Content starts

use std::time::Duration;

use bytes::Bytes;
use http::header::{ACCEPT, AUTHORIZATION, CONTENT_TYPE};

use crate::config::UpstreamConfig;
use crate::error::{sanitize_upstream_error, RelayError};

use super::retry_policy::{
    retry_backoff_delay, retry_delay, should_retry_transport_error, should_retry_upstream_status,
    RETRY_MAX_ATTEMPTS,
};

const POOL_IDLE_TIMEOUT: Duration = Duration::from_secs(90);

fn build_reqwest_client(config: &UpstreamConfig) -> Result<reqwest::Client, RelayError> {
    let mut builder = reqwest::Client::builder()
        .pool_max_idle_per_host(config.pool_max_idle_per_host)
        .pool_idle_timeout(POOL_IDLE_TIMEOUT)
        .tcp_nodelay(true)
        .connect_timeout(Duration::from_secs(config.connect_timeout_secs))
        .redirect(reqwest::redirect::Policy::none());

    if let Some(proxy_url) = config.proxy.as_deref() {
        let proxy = reqwest::Proxy::all(proxy_url)
            .map_err(|err| RelayError::Config(format!("Invalid proxy URL: {err}")))?;
        builder = builder.no_proxy().proxy(proxy);
    } else if !config.use_env_proxy {
        builder = builder.no_proxy();
    }

    builder
        .build()
        .map_err(|err| RelayError::Config(format!("Failed to build HTTP client: {err}")))
}

/// Join an upstream base URL (`https://host/v1`) and an endpoint path.
#[must_use]
pub fn endpoint_url(base_url: &str, path: &str) -> String {
    format!(
        "{}/{}",
        base_url.trim_end_matches('/'),
        path.trim_start_matches('/')
    )
}

/// Pooled HTTP client for the OpenAI-compatible upstreams.
///
/// Streaming calls carry no overall deadline; the body may legitimately run
/// for minutes. Non-streaming calls are bounded by `request_timeout_secs`.
#[derive(Debug, Clone)]
pub struct UpstreamClient {
    client: reqwest::Client,
    request_timeout: Duration,
}

impl UpstreamClient {
    /// # Errors
    ///
    /// Returns [`RelayError::Config`] when the proxy URL is invalid or the
    /// client cannot be built.
    pub fn new(config: &UpstreamConfig) -> Result<Self, RelayError> {
        Ok(Self {
            client: build_reqwest_client(config)?,
            request_timeout: Duration::from_secs(config.request_timeout_secs),
        })
    }

    /// POST a JSON body with a bearer credential and return the response once
    /// its status is 2xx.
    ///
    /// Retriable statuses and connect failures are retried before any body
    /// byte is read. For `stream == true` the caller owns the body stream.
    ///
    /// # Errors
    ///
    /// Returns [`RelayError::Upstream`] for a non-2xx final status (with the
    /// sanitized upstream body) and [`RelayError::Transport`] when the request
    /// could not be sent.
    pub async fn post_json(
        &self,
        url: &str,
        api_key: &str,
        body: Bytes,
        stream: bool,
    ) -> Result<reqwest::Response, RelayError> {
        let accept = if stream {
            "text/event-stream, application/x-ndjson, application/json"
        } else {
            "application/json"
        };

        let mut attempt = 0;
        loop {
            let mut request = self
                .client
                .post(url)
                .bearer_auth(api_key)
                .header(CONTENT_TYPE, "application/json")
                .header(ACCEPT, accept)
                .body(body.clone());
            if !stream {
                request = request.timeout(self.request_timeout);
            }

            match request.send().await {
                Ok(response) => {
                    let status = response.status();
                    if attempt < RETRY_MAX_ATTEMPTS && should_retry_upstream_status(status) {
                        let delay = retry_delay(response.headers(), attempt);
                        tracing::debug!(
                            status = status.as_u16(),
                            retry_attempt = attempt + 1,
                            delay_ms = delay.as_millis(),
                            "retrying upstream request after retriable status"
                        );
                        drop(response);
                        tokio::time::sleep(delay).await;
                        attempt += 1;
                        continue;
                    }
                    return ensure_success(response).await;
                }
                Err(err) => {
                    if attempt >= RETRY_MAX_ATTEMPTS || !should_retry_transport_error(&err) {
                        return Err(transport_error(&err));
                    }
                    let delay = retry_backoff_delay(attempt);
                    tracing::debug!(
                        retry_attempt = attempt + 1,
                        delay_ms = delay.as_millis(),
                        error = %err,
                        "retrying upstream request after connect error"
                    );
                    tokio::time::sleep(delay).await;
                    attempt += 1;
                }
            }
        }
    }
}

fn transport_error(err: &reqwest::Error) -> RelayError {
    if err.is_timeout() {
        RelayError::Transport(format!("Request timed out: {err}"))
    } else {
        RelayError::Transport(err.to_string())
    }
}

async fn ensure_success(response: reqwest::Response) -> Result<reqwest::Response, RelayError> {
    let status = response.status();
    if status.is_success() {
        return Ok(response);
    }
    let body = response.bytes().await.unwrap_or_default();
    let message = sanitize_upstream_error(&body);
    tracing::warn!(status = status.as_u16(), error = %message, "upstream returned error status");
    Err(RelayError::Upstream {
        status: status.as_u16(),
        message,
    })
}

Content ends

Your output must be the lines of the material above, from the first through the line that contains "else if !config.use_env_proxy", copied exactly. Include both endpoints and nothing else.

◆ **EXERCISE RESULT**
use std::time::Duration;

use bytes::Bytes;
use http::header::{ACCEPT, AUTHORIZATION, CONTENT_TYPE};

use crate::config::UpstreamConfig;
use crate::error::{sanitize_upstream_error, RelayError};

use super::retry_policy::{
    retry_backoff_delay, retry_delay, should_retry_transport_error, should_retry_upstream_status,
    RETRY_MAX_ATTEMPTS,
};

const POOL_IDLE_TIMEOUT: Duration = Duration::from_secs(90);

fn build_reqwest_client(config: &UpstreamConfig) -> Result<reqwest::Client, RelayError> {
    let mut builder = reqwest::Client::builder()
        .pool_max_idle_per_host(config.pool_max_idle_per_host)
        .pool_idle_timeout(POOL_IDLE_TIMEOUT)
        .tcp_nodelay(true)
        .connect_timeout(Duration::from_secs(config.connect_timeout_secs))
        .redirect(reqwest::redirect::Policy::none());

    if let Some(proxy_url) = config.proxy.as_deref() {
        let proxy = reqwest::Proxy::all(proxy_url)
            .map_err(|err| RelayError::Config(format!("Invalid proxy URL: {err}")))?;
        builder = builder.no_proxy().proxy(proxy);
    } else if !config.use_env_proxy {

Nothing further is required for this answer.